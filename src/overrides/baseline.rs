use std::collections::{BTreeMap, HashMap};

use thiserror::Error;
use tracing::{debug, trace};

use crate::{
    dependencies::FeedLookup,
    models::{PackageVersionQuery, ReleaseTemplateGitResource, ReleaseTemplatePackage},
    overrides::BaselineEntry,
};

#[derive(Debug, Error)]
pub enum BaselineError {
    #[error("failed to look up {what}: {cause:#}")]
    FeedLookup { what: String, cause: anyhow::Error },

    #[error("feed {0} referenced by the deployment process was not returned by the server")]
    MissingFeed(String),

    #[error("more than one version of {package_id} returned when only 1 was requested")]
    AmbiguousSearchResult { package_id: String },
}

/// Compute the default package versions for a release.
///
/// Packages with a fixed version are left out. Packages the server can't resolve (for example
/// ones whose id is a variable expression) are kept with an empty version and never queried.
/// Every other package gets the latest version matching its feed query; `refine` may narrow the
/// query per package, for example with a channel's version range.
///
/// Feeds are queried in id order, and identical queries against the same feed are only sent once.
/// Any lookup failure aborts the whole build.
pub async fn build_package_baseline<F, R>(
    feeds: &F,
    packages: &[ReleaseTemplatePackage],
    refine: R,
) -> Result<Vec<BaselineEntry>, BaselineError>
where
    F: FeedLookup + Sync + ?Sized,
    R: Fn(&ReleaseTemplatePackage, PackageVersionQuery) -> PackageVersionQuery + Send + Sync,
{
    let mut result = Vec::with_capacity(packages.len());

    // feed id -> packages to look up in it
    let mut by_feed: BTreeMap<&str, Vec<&ReleaseTemplatePackage>> = BTreeMap::new();
    for package in packages {
        if package.has_fixed_version() {
            trace!(package_id = package.package_id, "skipping package with fixed version");
            continue;
        }

        if !package.is_resolvable {
            result.push(package_entry(package, String::new()));
            continue;
        }

        by_feed
            .entry(package.feed_id.as_str())
            .or_default()
            .push(package);
    }

    if by_feed.is_empty() {
        return Ok(result);
    }

    let feed_ids: Vec<String> = by_feed.keys().map(ToString::to_string).collect();
    let found_feeds = feeds
        .get_feeds(feed_ids.clone())
        .await
        .map_err(|cause| BaselineError::FeedLookup {
            what: format!("feeds {}", feed_ids.join(", ")),
            cause,
        })?;

    let mut cache: HashMap<(String, PackageVersionQuery), String> = HashMap::new();
    for (feed_id, feed_packages) in by_feed {
        let feed = found_feeds
            .iter()
            .find(|feed| feed.id == feed_id)
            .ok_or_else(|| BaselineError::MissingFeed(feed_id.to_string()))?;

        for package in feed_packages {
            let query = refine(package, PackageVersionQuery::latest(&package.package_id));
            let key = (feed_id.to_string(), query);

            if let Some(version) = cache.get(&key) {
                trace!(?key, version, "package version cache hit");
                result.push(package_entry(package, version.clone()));
                continue;
            }

            let versions = feeds
                .search_package_versions(feed.clone(), key.1.clone())
                .await
                .map_err(|cause| BaselineError::FeedLookup {
                    what: format!("versions of {} in {}", package.package_id, feed_id),
                    cause,
                })?;

            let version = match versions.as_slice() {
                [] => String::new(),
                [version] => version.version.clone(),
                _ => {
                    return Err(BaselineError::AmbiguousSearchResult {
                        package_id: package.package_id.clone(),
                    });
                }
            };

            debug!(
                package_id = package.package_id,
                feed_id, version, "resolved package version"
            );
            cache.insert(key, version.clone());
            result.push(package_entry(package, version));
        }
    }

    Ok(result)
}

fn package_entry(package: &ReleaseTemplatePackage, version: String) -> BaselineEntry {
    BaselineEntry {
        action_name: package.action_name.clone(),
        resource_id: Some(package.package_id.clone()),
        secondary: package.package_reference_name.clone(),
        value: version,
    }
}

/// One entry per git resource, defaulting to the resource's default branch.
pub fn build_git_resource_baseline(git_resources: &[ReleaseTemplateGitResource]) -> Vec<BaselineEntry> {
    git_resources
        .iter()
        .map(|resource| {
            trace!(
                action_name = resource.action_name,
                repository_uri = resource.repository_uri,
                "git resource"
            );
            BaselineEntry {
                action_name: resource.action_name.clone(),
                resource_id: None,
                secondary: resource.name.clone(),
                value: resource.default_branch.clone(),
            }
        })
        .collect()
}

• **Work item**:
Set down the whole of the material again, exactly.

• **Exercise answer**:
filename src/overrides/baseline.rs
use std::collections::{BTreeMap, HashMap};

use thiserror::Error;
use tracing::{debug, trace};

use crate::{
    dependencies::FeedLookup,
    models::{PackageVersionQuery, ReleaseTemplateGitResource, ReleaseTemplatePackage},
    overrides::BaselineEntry,
};

#[derive(Debug, Error)]
pub enum BaselineError {
    #[error("failed to look up {what}: {cause:#}")]
    FeedLookup { what: String, cause: anyhow::Error },

    #[error("feed {0} referenced by the deployment process was not returned by the server")]
    MissingFeed(String),

    #[error("more than one version of {package_id} returned when only 1 was requested")]
    AmbiguousSearchResult { package_id: String },
}

/// Compute the default package versions for a release.
///
/// Packages with a fixed version are left out. Packages the server can't resolve (for example
/// ones whose id is a variable expression) are kept with an empty version and never queried.
/// Every other package gets the latest version matching its feed query; `refine` may narrow the
/// query per package, for example with a channel's version range.
///
/// Feeds are queried in id order, and identical queries against the same feed are only sent once.
/// Any lookup failure aborts the whole build.
pub async fn build_package_baseline<F, R>(
    feeds: &F,
    packages: &[ReleaseTemplatePackage],
    refine: R,
) -> Result<Vec<BaselineEntry>, BaselineError>
where
    F: FeedLookup + Sync + ?Sized,
    R: Fn(&ReleaseTemplatePackage, PackageVersionQuery) -> PackageVersionQuery + Send + Sync,
{
    let mut result = Vec::with_capacity(packages.len());

    // feed id -> packages to look up in it
    let mut by_feed: BTreeMap<&str, Vec<&ReleaseTemplatePackage>> = BTreeMap::new();
    for package in packages {
        if package.has_fixed_version() {
            trace!(package_id = package.package_id, "skipping package with fixed version");
            continue;
        }

        if !package.is_resolvable {
            result.push(package_entry(package, String::new()));
            continue;
        }

        by_feed
            .entry(package.feed_id.as_str())
            .or_default()
            .push(package);
    }

    if by_feed.is_empty() {
        return Ok(result);
    }

    let feed_ids: Vec<String> = by_feed.keys().map(ToString::to_string).collect();
    let found_feeds = feeds
        .get_feeds(feed_ids.clone())
        .await
        .map_err(|cause| BaselineError::FeedLookup {
            what: format!("feeds {}", feed_ids.join(", ")),
            cause,
        })?;

    let mut cache: HashMap<(String, PackageVersionQuery), String> = HashMap::new();
    for (feed_id, feed_packages) in by_feed {
        let feed = found_feeds
            .iter()
            .find(|feed| feed.id == feed_id)
            .ok_or_else(|| BaselineError::MissingFeed(feed_id.to_string()))?;

        for package in feed_packages {
            let query = refine(package, PackageVersionQuery::latest(&package.package_id));
            let key = (feed_id.to_string(), query);

            if let Some(version) = cache.get(&key) {
                trace!(?key, version, "package version cache hit");
                result.push(package_entry(package, version.clone()));
                continue;
            }

            let versions = feeds
                .search_package_versions(feed.clone(), key.1.clone())
                .await
                .map_err(|cause| BaselineError::FeedLookup {
                    what: format!("versions of {} in {}", package.package_id, feed_id),
                    cause,
                })?;

            let version = match versions.as_slice() {
                [] => String::new(),
                [version] => version.version.clone(),
                _ => {
                    return Err(BaselineError::AmbiguousSearchResult {
                        package_id: package.package_id.clone(),
                    });
                }
            };

            debug!(
                package_id = package.package_id,
                feed_id, version, "resolved package version"
            );
            cache.insert(key, version.clone());
            result.push(package_entry(package, version));
        }
    }

    Ok(result)
}

fn package_entry(package: &ReleaseTemplatePackage, version: String) -> BaselineEntry {
    BaselineEntry {
        action_name: package.action_name.clone(),
        resource_id: Some(package.package_id.clone()),
        secondary: package.package_reference_name.clone(),
        value: version,
    }
}

/// One entry per git resource, defaulting to the resource's default branch.
pub fn build_git_resource_baseline(git_resources: &[ReleaseTemplateGitResource]) -> Vec<BaselineEntry> {
    git_resources
        .iter()
        .map(|resource| {
            trace!(
                action_name = resource.action_name,
                repository_uri = resource.repository_uri,
                "git resource"
            );
            BaselineEntry {
                action_name: resource.action_name.clone(),
                resource_id: None,
                secondary: resource.name.clone(),
                value: resource.default_branch.clone(),
            }
        })
        .collect()
}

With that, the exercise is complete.